Nicht nur der weißbärtige alte Geist, sondern auch Qianqian war verblüfft. Sie hatte nicht erwartet, dass Lin Fengs Wissen so umfassend war, dass er die Identität dieser Monster auf einen Blick erkennen konnte, selbst mitten auf dem Meer. Was sie erstaunte, war, dass sie als königliche Familie des Meeres so minderwertige Wacharbeit verrichteten.
Lin Feng bemerkte offenbar ihre Verwirrung, lächelte und sagte: „Ihr wisst es vielleicht nicht, aber obwohl der Clan der Blauäugigen Makrele königliches Blut besitzt, haben nur sehr wenige von ihnen wirklich reines Blut. Nur wenige erreichen tatsächlich die königliche Blutlinie. Dennoch gehören sie gemäß den Gesetzen des Meeres zur königlichen Familie.“
Nach einer kurzen Pause fuhr Lin Feng fort: „Die Blutlinien dieser Wachen sind zwar nicht rein, aber sie befinden sich alle mindestens auf allgemeinem Niveau oder darüber. Außerdem verfügt der Clan der Azurblauen Makrele über eine erstaunliche Fortpflanzungsfähigkeit. Was die Anzahl der Kultivierenden im oder unterhalb des Integrationsstadiums betrifft, ist der Clan der Azurblauen Makrele in diesem Meer nahezu unbesiegbar.“
„Warum sie hier als Wachen dienen? Ich glaube, es ist ihr eigener Wunsch. Wenn ich mich nicht irre, sind dieser Platz und die seltsame Steinsäule in der Mitte nicht so einfach, wie sie auf den ersten Blick erscheinen. In Hanhai muss dieser Platz von großer Bedeutung sein, und der Dienst als Wache dürfte beträchtliche Vorteile mit sich bringen.“
Ji Ruoli meldete sich nur selten zu Wort: „Aber Bruder Lin, woher wusstest du, dass dieser Ort wichtig ist?“
Lin Feng lächelte leicht und streichelte Ruoli sanft über die Nase: „Weil sich auf diesem Platz eine ganze Reihe von Menschen außergewöhnlicher Rassen aufhalten. Natürlich können wir die Bedeutung dieses Platzes nicht allein anhand dieser Menschen beurteilen. Wir können einfach jemanden fragen.“
Während er sprach, blickte Lin Feng sich um und entdeckte einen Menschen, der am Rand des Platzes stand und das Treiben unter den vielen Monstern beobachtete.
Dies war der einzige Mensch, den Lin Feng in der Nähe des Platzes sah. Er hatte blondes Haar, das dem eher unkonventionellen „Emo“-Stil ähnelte.
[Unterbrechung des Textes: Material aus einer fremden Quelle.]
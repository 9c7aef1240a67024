//! Deduplicated plate registry.
//!
//! One row per distinct normalized plate text ever seen. Repeat sightings
//! of an exact-match string update the existing row; a miss allocates the
//! next monotonic id and inserts a new row. Matching is exact string
//! equality on the normalized text: distinct OCR misreads of the same
//! physical plate deliberately stay separate rows.

pub mod store;

use std::collections::HashMap;

use chrono::NaiveDateTime;
use serde::{Deserialize, Serialize};

use crate::parser;

/// Timestamp format used in persisted rows.
pub const TIME_FORMAT: &str = "%Y-%m-%d %H:%M:%S";

/// One distinct plate and its sighting history.
///
/// Timestamps are kept as already-formatted strings so rows loaded from a
/// prior run round-trip unchanged even when their format drifted.
#[derive(Debug, Clone, PartialEq, Eq, Serialize, Deserialize)]
pub struct PlateRecord {
    /// Monotonic id assigned at first sighting, never reused
    pub id: u64,
    /// File the plate was first seen in
    pub source: String,
    /// Normalized plate text, unique within the registry
    pub full_text: String,
    pub region_code: String,
    pub sequence_code: String,
    pub series: String,
    pub serial_number: String,
    /// Time of first sighting, immutable after creation
    pub first_seen: String,
    /// Time of most recent sighting
    pub last_seen: String,
    /// Total sightings, starts at 1
    pub seen_count: u64,
}

/// In-memory registry: O(1) lookup by plate text plus creation order for
/// persistence and id derivation.
pub struct PlateRegistry {
    records: Vec<PlateRecord>,
    index: HashMap<String, usize>,
    next_id: u64,
}

impl PlateRegistry {
    /// Empty registry; the first plate gets id 1.
    pub fn new() -> Self {
        Self {
            records: Vec::new(),
            index: HashMap::new(),
            next_id: 1,
        }
    }

    /// Rebuild from a persisted snapshot. The id counter resumes from the
    /// largest id present so a reloaded session never reuses one.
    pub fn load(records: Vec<PlateRecord>) -> Self {
        let next_id = records.iter().map(|r| r.id).max().unwrap_or(0) + 1;
        let index = records
            .iter()
            .enumerate()
            .map(|(i, r)| (r.full_text.clone(), i))
            .collect();
        Self {
            records,
            index,
            next_id,
        }
    }

    /// Record one sighting of `full_text`.
    ///
    /// An exact match bumps `seen_count` and `last_seen` on the existing
    /// row. A miss parses the text into sub-fields and inserts a new row
    /// with the next id. Returns the row and whether it was just created.
    pub fn lookup_or_create(
        &mut self,
        full_text: &str,
        source: &str,
        now: NaiveDateTime,
    ) -> (&PlateRecord, bool) {
        let stamp = now.format(TIME_FORMAT).to_string();

        if let Some(&i) = self.index.get(full_text) {
            let record = &mut self.records[i];
            record.seen_count += 1;
            record.last_seen = stamp;
            return (&self.records[i], false);
        }

        let fields = parser::parse(full_text).unwrap_or_default();
        let record = PlateRecord {
            id: self.next_id,
            source: source.to_string(),
            full_text: full_text.to_string(),
            region_code: fields.region_code,
            sequence_code: fields.sequence_code,
            series: fields.series,
            serial_number: fields.serial_number,
            first_seen: stamp.clone(),
            last_seen: stamp,
            seen_count: 1,
        };

        self.next_id += 1;
        let i = self.records.len();
        self.index.insert(full_text.to_string(), i);
        self.records.push(record);
        (&self.records[i], true)
    }

    /// Look up a row without recording a sighting.
    pub fn get(&self, full_text: &str) -> Option<&PlateRecord> {
        self.index.get(full_text).map(|&i| &self.records[i])
    }

    /// All rows in creation order, for persistence.
    pub fn snapshot(&self) -> &[PlateRecord] {
        &self.records
    }

    pub fn len(&self) -> usize {
        self.records.len()
    }

    pub fn is_empty(&self) -> bool {
        self.records.is_empty()
    }
}

impl Default for PlateRegistry {
    fn default() -> Self {
        Self::new()
    }
}

#[cfg(test)]
mod tests {
    use super::*;
    use chrono::NaiveDate;

    fn at(h: u32, m: u32, s: u32) -> NaiveDateTime {
        NaiveDate::from_ymd_opt(2026, 8, 24)
            .unwrap()
            .and_hms_opt(h, m, s)
            .unwrap()
    }

    #[test]
    fn test_first_sighting_creates_row() {
        let mut registry = PlateRegistry::new();
        let (record, is_new) = registry.lookup_or_create("MH12AB1234", "car.jpg", at(10, 0, 0));

        assert!(is_new);
        assert_eq!(record.id, 1);
        assert_eq!(record.source, "car.jpg");
        assert_eq!(record.seen_count, 1);
        assert_eq!(record.first_seen, "2026-08-24 10:00:00");
        assert_eq!(record.first_seen, record.last_seen);
        assert_eq!(record.region_code, "MH");
        assert_eq!(record.sequence_code, "12");
        assert_eq!(record.series, "AB");
        assert_eq!(record.serial_number, "1234");
    }

    #[test]
    fn test_repeat_sighting_updates_existing_row() {
        let mut registry = PlateRegistry::new();
        registry.lookup_or_create("MH12AB1234", "a.jpg", at(10, 0, 0));
        let (record, is_new) = registry.lookup_or_create("MH12AB1234", "b.jpg", at(10, 0, 5));

        assert!(!is_new);
        assert_eq!(record.seen_count, 2);
        assert_eq!(record.first_seen, "2026-08-24 10:00:00");
        assert_eq!(record.last_seen, "2026-08-24 10:00:05");
        // source stays the first sighting's file
        assert_eq!(record.source, "a.jpg");
        assert_eq!(registry.len(), 1);
    }

    #[test]
    fn test_unstructured_text_still_registered() {
        let mut registry = PlateRegistry::new();
        let (record, is_new) = registry.lookup_or_create("HELLO", "a.jpg", at(9, 0, 0));

        assert!(is_new);
        assert_eq!(record.full_text, "HELLO");
        assert_eq!(record.region_code, "");
        assert_eq!(record.sequence_code, "");
        assert_eq!(record.series, "");
        assert_eq!(record.serial_number, "");
    }

    #[test]
    fn test_ids_strictly_increase_in_creation_order() {
        let mut registry = PlateRegistry::new();
        for (i, text) in ["AA11AA111", "BB22BB222", "CC33CC333"].iter().enumerate() {
            let (record, _) = registry.lookup_or_create(text, "a.jpg", at(8, 0, i as u32));
            assert_eq!(record.id, i as u64 + 1);
        }
        let ids: Vec<u64> = registry.snapshot().iter().map(|r| r.id).collect();
        assert_eq!(ids, vec![1, 2, 3]);
    }

    #[test]
    fn test_reload_resumes_id_counter_from_max() {
        let mut registry = PlateRegistry::new();
        registry.lookup_or_create("MH12AB1234", "a.jpg", at(10, 0, 0));
        registry.lookup_or_create("DL1C123", "a.jpg", at(10, 0, 1));

        let rows = registry.snapshot().to_vec();
        let mut reloaded = PlateRegistry::load(rows);

        let (record, is_new) = reloaded.lookup_or_create("KA05MX9999", "b.jpg", at(11, 0, 0));
        assert!(is_new);
        assert_eq!(record.id, 3);
    }

    #[test]
    fn test_reload_resumes_seen_count_not_restart() {
        let mut registry = PlateRegistry::new();
        registry.lookup_or_create("MH12AB1234", "a.jpg", at(10, 0, 0));
        registry.lookup_or_create("MH12AB1234", "a.jpg", at(10, 0, 1));

        let mut reloaded = PlateRegistry::load(registry.snapshot().to_vec());
        let (record, is_new) = reloaded.lookup_or_create("MH12AB1234", "b.jpg", at(12, 0, 0));

        assert!(!is_new);
        assert_eq!(record.seen_count, 3);
        assert_eq!(record.first_seen, "2026-08-24 10:00:00");
        assert_eq!(record.last_seen, "2026-08-24 12:00:00");
    }

    #[test]
    fn test_load_empty_starts_at_id_one() {
        let mut registry = PlateRegistry::load(Vec::new());
        let (record, _) = registry.lookup_or_create("MH12AB1234", "a.jpg", at(10, 0, 0));
        assert_eq!(record.id, 1);
    }

    #[test]
    fn test_full_text_stays_unique() {
        let mut registry = PlateRegistry::new();
        for _ in 0..5 {
            registry.lookup_or_create("MH12AB1234", "a.jpg", at(10, 0, 0));
        }
        assert_eq!(registry.len(), 1);
        assert_eq!(registry.get("MH12AB1234").map(|r| r.seen_count), Some(5));
    }
}
//! Frame annotation: detection rectangle plus recognized-text label.
//!
//! Drawing is a display-only side effect; it never feeds back into the
//! registry. The label needs a TTF font at runtime; when none can be found
//! the rectangle is still drawn and only the text is skipped.

use std::path::{Path, PathBuf};

use ab_glyph::{FontVec, PxScale};
use image::{Rgb, RgbImage};
use imageproc::drawing::{draw_hollow_rect_mut, draw_text_mut};
use imageproc::rect::Rect;
use tracing::{debug, warn};

use crate::crop::CropBounds;

const BOX_COLOR: Rgb<u8> = Rgb([0, 255, 0]);
const BOX_THICKNESS: i64 = 2;
const LABEL_HEIGHT: f32 = 24.0;

/// Candidate font locations tried when none is configured.
const FALLBACK_FONTS: [&str; 4] = [
    "/usr/share/fonts/truetype/dejavu/DejaVuSans.ttf",
    "/usr/share/fonts/TTF/DejaVuSans.ttf",
    "/usr/share/fonts/dejavu/DejaVuSans.ttf",
    "/System/Library/Fonts/Supplemental/Arial.ttf",
];

pub struct Annotator {
    font: Option<FontVec>,
}

impl Annotator {
    /// Load the label font from `font_path` when given, falling back to
    /// common system locations.
    pub fn new(font_path: Option<&Path>) -> Self {
        let font = font_path
            .map(Path::to_path_buf)
            .into_iter()
            .chain(FALLBACK_FONTS.iter().map(PathBuf::from))
            .find_map(|path| {
                let font = load_font(&path);
                if font.is_some() {
                    debug!("using label font {:?}", path);
                }
                font
            });

        if font.is_none() {
            warn!("no label font found, annotations will carry rectangles only");
        }

        Self { font }
    }

    /// Draw the detection rectangle and its normalized text onto the frame.
    /// A box with no visible area inside the frame draws nothing.
    pub fn draw(&self, frame: &mut RgbImage, bounds: CropBounds, label: &str) {
        let (width, height) = frame.dimensions();
        let x0 = bounds.x_min.clamp(0, width as i64);
        let y0 = bounds.y_min.clamp(0, height as i64);
        let x1 = bounds.x_max.clamp(0, width as i64);
        let y1 = bounds.y_max.clamp(0, height as i64);

        if x1 <= x0 || y1 <= y0 {
            return;
        }

        for inset in 0..BOX_THICKNESS {
            let w = x1 - x0 - 2 * inset;
            let h = y1 - y0 - 2 * inset;
            if w <= 0 || h <= 0 {
                break;
            }
            let rect = Rect::at((x0 + inset) as i32, (y0 + inset) as i32)
                .of_size(w as u32, h as u32);
            draw_hollow_rect_mut(frame, rect, BOX_COLOR);
        }

        if let Some(font) = &self.font {
            if !label.is_empty() {
                let label_y = (y0 - LABEL_HEIGHT as i64 - 2).max(0) as i32;
                draw_text_mut(
                    frame,
                    BOX_COLOR,
                    x0 as i32,
                    label_y,
                    PxScale::from(LABEL_HEIGHT),
                    font,
                    label,
                );
            }
        }
    }
}

fn load_font(path: &Path) -> Option<FontVec> {
    let data = std::fs::read(path).ok()?;
    FontVec::try_from_vec(data).ok()
}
Er schien unter dreißig Jahre alt zu sein und befand sich noch im frühen Stadium der Seelenbildung.
"Lieber Daoist, ich möchte fragen: Welchen Zweck hat dieser Platz und der Stein in seiner Mitte?"
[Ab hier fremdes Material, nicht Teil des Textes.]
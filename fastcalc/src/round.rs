use crate::stats::StationStats;

/// Rounds to the nearest integer with halves going toward positive infinity,
/// so `-1.5` becomes `-1` and `1.5` becomes `2`. Zero results are always `+0.0`.
pub fn round_half_up(x: f64) -> f64 {
    let mut t = x.trunc();
    let negative_half = x < 0.0 && t - x == 0.5;
    if !negative_half && (x - t).abs() >= 0.5 {
        t += 1f64.copysign(x);
    }
    if t == 0.0 { 0.0 } else { t }
}

/// Rounds to one decimal place with [`round_half_up`].
pub fn round_tenths(x: f64) -> f64 {
    round_half_up(x * 10.0) / 10.0
}

/// Display values of one station, in degrees.
#[derive(Debug, Clone, Copy, PartialEq)]
pub struct Summary {
    pub min: f64,
    pub mean: f64,
    pub max: f64,
}

impl From<&StationStats> for Summary {
    fn from(s: &StationStats) -> Self {
        Self {
            min: round_tenths(s.min as f64 / 10.0),
            mean: round_tenths(s.sum as f64 / 10.0 / s.count as f64),
            max: round_tenths(s.max as f64 / 10.0),
        }
    }
}
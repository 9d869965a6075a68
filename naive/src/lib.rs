//! Straightforward reference implementation: split on newlines, look names up
//! in a general-purpose map, parse numbers digit by digit.

use ahash::AHashMap;
use memchr::memchr;
use memmap2::MmapOptions;
use std::collections::BTreeMap;
use std::error::Error;
use std::fmt::Write as FmtWrite;
use std::fs::File;
use std::ops::Range;

pub type BoxError = Box<dyn Error + Send + Sync>;

pub const NEWLINE: u8 = b'\n';
pub const SEMICOLON: u8 = b';';
pub const MINUS: u8 = b'-';
pub const PERIOD: u8 = b'.';
pub const NUM_STATIONS: usize = 413;

/// Aggregate of one station, in tenths of a degree.
#[derive(Debug, Clone, Copy, PartialEq, Eq)]
pub struct Totals {
    pub min: i64,
    pub max: i64,
    pub sum: i64,
    pub count: i64,
}

impl Default for Totals {
    fn default() -> Self {
        Self {
            min: i64::MAX,
            max: i64::MIN,
            sum: 0,
            count: 0,
        }
    }
}

impl Totals {
    fn add(&mut self, val: i64) {
        self.max = self.max.max(val);
        self.min = self.min.min(val);
        self.sum += val;
        self.count += 1;
    }

    fn merge(&mut self, other: &Totals) {
        self.max = self.max.max(other.max);
        self.min = self.min.min(other.min);
        self.sum += other.sum;
        self.count += other.count;
    }
}

fn chunk_by_newlines(data: &[u8], workers: usize) -> Vec<Range<usize>> {
    if workers == 0 {
        return vec![0..data.len()];
    }
    let mut ranges = Vec::new();
    let mut s = 0usize;
    let chunk_size = (data.len() / workers).max(1);

    while s < data.len() {
        let mut e = s + chunk_size;
        if e >= data.len() {
            ranges.push(s..data.len());
            break;
        }
        if let Some(nl_off) = memchr(NEWLINE, &data[e..]) {
            e += nl_off + 1;
            ranges.push(s..e);
            s = e;
        } else {
            ranges.push(s..data.len());
            break;
        }
    }

    ranges
}

/// Tenths of a degree from `-?d{1,2}.d`, or None for anything else.
fn parse_digits(buffer: &[u8]) -> Option<i64> {
    let (neg, digits) = match buffer.split_first() {
        Some((&MINUS, rest)) => (-1, rest),
        _ => (1, buffer),
    };
    if !(3..=4).contains(&digits.len()) || digits[digits.len() - 2] != PERIOD {
        return None;
    }

    let mut acc = 0;
    for &b in digits {
        match b {
            PERIOD => {}
            b'0'..=b'9' => acc = acc * 10 + (b - b'0') as i64,
            _ => return None,
        }
    }
    Some(acc * neg)
}

fn scan_chunk(buffer: &[u8], range: Range<usize>) -> Result<AHashMap<&[u8], Totals>, BoxError> {
    let mut res: AHashMap<&[u8], Totals> = AHashMap::with_capacity(NUM_STATIONS);

    for (i, line) in buffer[range.clone()].split(|&b| b == NEWLINE).enumerate() {
        if line.is_empty() {
            continue;
        }
        let semi = memchr(SEMICOLON, line)
            .ok_or_else(|| format!("line {} of chunk at {}: missing ';'", i + 1, range.start))?;
        let val = parse_digits(&line[semi + 1..]).ok_or_else(|| {
            format!("line {} of chunk at {}: bad temperature", i + 1, range.start)
        })?;
        res.entry(&line[..semi]).or_default().add(val);
    }

    Ok(res)
}

/// Per-station totals of `data`, scanned by `workers` scoped threads.
pub fn aggregate(data: &[u8], workers: usize) -> Result<BTreeMap<String, Totals>, BoxError> {
    let chunks = chunk_by_newlines(data, workers);

    let parts = std::thread::scope(|scope| {
        let handles: Vec<_> = chunks
            .iter()
            .cloned()
            .map(|r| scope.spawn(move || scan_chunk(data, r)))
            .collect();

        handles
            .into_iter()
            .map(|h| h.join().unwrap_or_else(|_| Err(BoxError::from("worker panicked"))))
            .collect::<Result<Vec<_>, BoxError>>()
    })?;

    let mut res: AHashMap<&[u8], Totals> = AHashMap::with_capacity(NUM_STATIONS);
    for part in parts {
        for (name, t) in part {
            res.entry(name).or_default().merge(&t);
        }
    }

    res.into_iter()
        .map(|(name, t)| Ok((String::from_utf8(name.to_vec())?, t)))
        .collect()
}

/// Nearest integer, halves toward positive infinity, no negative zero.
fn round_half_up(x: f64) -> f64 {
    let mut t = x.trunc();
    if !(x < 0.0 && t - x == 0.5) && (x - t).abs() >= 0.5 {
        t += 1f64.copysign(x);
    }
    if t == 0.0 { 0.0 } else { t }
}

fn round1(x: f64) -> f64 {
    round_half_up(x * 10.0) / 10.0
}

pub fn format(stations: &BTreeMap<String, Totals>) -> String {
    let mut out = String::with_capacity(stations.len().saturating_mul(32) + 3);
    out.push('{');

    for (idx, (name, v)) in stations.iter().enumerate() {
        if idx > 0 {
            out.push_str(", ");
        }
        let _ = FmtWrite::write_fmt(
            &mut out,
            format_args!(
                "{}={:.1}/{:.1}/{:.1}",
                name,
                round1(v.min as f64 / 10.0),
                round1(v.sum as f64 / 10.0 / v.count as f64),
                round1(v.max as f64 / 10.0)
            ),
        );
    }
    out.push('}');
    out.push('\n');

    out
}

pub fn solve(filename: &str) -> Result<String, BoxError> {
    let file = File::open(filename)?;
    if file.metadata()?.len() == 0 {
        return Err(format!("{filename} is empty").into());
    }
    let mapped_file = unsafe { MmapOptions::new().map(&file)? };
    let workers = rayon::current_num_threads().max(1);

    let stations = aggregate(&mapped_file, workers)?;
    Ok(format(&stations))
}

#[cfg(test)]
mod tests {
    use super::*;
    use findlib::{fixtures, read_file};
    use std::path::Path;

    #[test]
    fn test_solve() {
        let root = Path::new(env!("CARGO_MANIFEST_DIR")).join("../test_cases");
        let cases = fixtures(&root).unwrap_or_else(|e| panic!("walking test_cases: {e}"));
        for case in cases {
            let got = solve(&case.input.to_string_lossy())
                .unwrap_or_else(|e| panic!("solve failed: {e}"));
            let want = read_file(&case.expected);
            assert_eq!(want, got, "mismatch for {}", case.name)
        }
    }

    #[test]
    fn parse_digits_forms() {
        assert_eq!(parse_digits(b"1.2"), Some(12));
        assert_eq!(parse_digits(b"-1.2"), Some(-12));
        assert_eq!(parse_digits(b"99.9"), Some(999));
        assert_eq!(parse_digits(b"-99.9"), Some(-999));
        assert_eq!(parse_digits(b"1.25"), None);
        assert_eq!(parse_digits(b"abc"), None);
    }

    #[test]
    fn worker_count_does_not_matter() {
        let data = generate::measurements(10_000, 3).unwrap();
        let one = aggregate(&data, 1).unwrap();
        for workers in [2, 7, 32] {
            assert_eq!(aggregate(&data, workers).unwrap(), one, "{workers} workers");
        }
        assert_eq!(one.values().map(|t| t.count).sum::<i64>(), 10_000);
    }

    #[test]
    fn last_line_without_newline() {
        let got = aggregate(b"a;1.0\nb;-2.5\na;3.0", 2).unwrap();
        assert_eq!(
            got["a"],
            Totals {
                min: 10,
                max: 30,
                sum: 40,
                count: 2
            }
        );
        assert_eq!(got["b"].sum, -25);
    }

    #[test]
    fn formats_like_reference() {
        let got = aggregate(b"StationA;12.3\nStationB;-4.5\nStationA;9.8\n", 3).unwrap();
        assert_eq!(
            format(&got),
            "{StationA=9.8/11.1/12.3, StationB=-4.5/-4.5/-4.5}\n"
        );
    }

    #[test]
    fn malformed_line() {
        assert!(aggregate(b"a;1.0\nnope\n", 1).is_err());
        assert!(aggregate(b"a;1.0\nb;1.2.3\n", 1).is_err());
    }
}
Lin Feng ging hinüber, klopfte dem Mann auf die Schulter und sagte in einem sehr gelassenen Ton.
Der Kultivierende erschrak sichtlich. Er drehte sich um und sah Lin Feng und die drei Personen hinter ihm. Er atmete erleichtert auf und warf Lin Feng einen vorwurfsvollen Blick zu: „Mitstreiter, hättest du nicht erst sprechen können, bevor du mich so berührt hast? Du hast mich zu Tode erschreckt. Ich dachte schon, die Geldeintreiber wären wieder da.“
"Ah?"
Lin Feng war völlig verblüfft.
"Ach, das ist nichts."
Der menschliche Kultivierende kicherte und wechselte das Thema: „Was, bist du zum ersten Mal hier, lieber Daoist? Weißt du nicht einmal von dieser Himmelsverbindungs-Steintafel?“
"Ich weiß es wirklich nicht; ich wäre dir dankbar, wenn du mich aufklären könntest, lieber Daoist."
Lin Feng nickte, sichtlich bemüht, Talente zu entdecken. Er blickte nicht auf den Kultivierenden vor ihm herab, nur weil dieser ein niedriges Kultivierungsniveau hatte. Zumindest war Lin Fengs erster Eindruck von dem blonden Mann nicht schlecht.
"Nun ja... ich kann Ihre Fragen beantworten, aber..."
Da Lin Feng es tatsächlich nicht wusste, räusperte sich Huang Mao leicht, doch seine Worte klangen etwas zögerlich.
Lin Feng hatte mindestens achthundert oder tausend ähnliche Situationen erlebt. Er lächelte schwach und warf dem Mann mit den blonden Haaren einen hochwertigen Geisterstein in die Hand.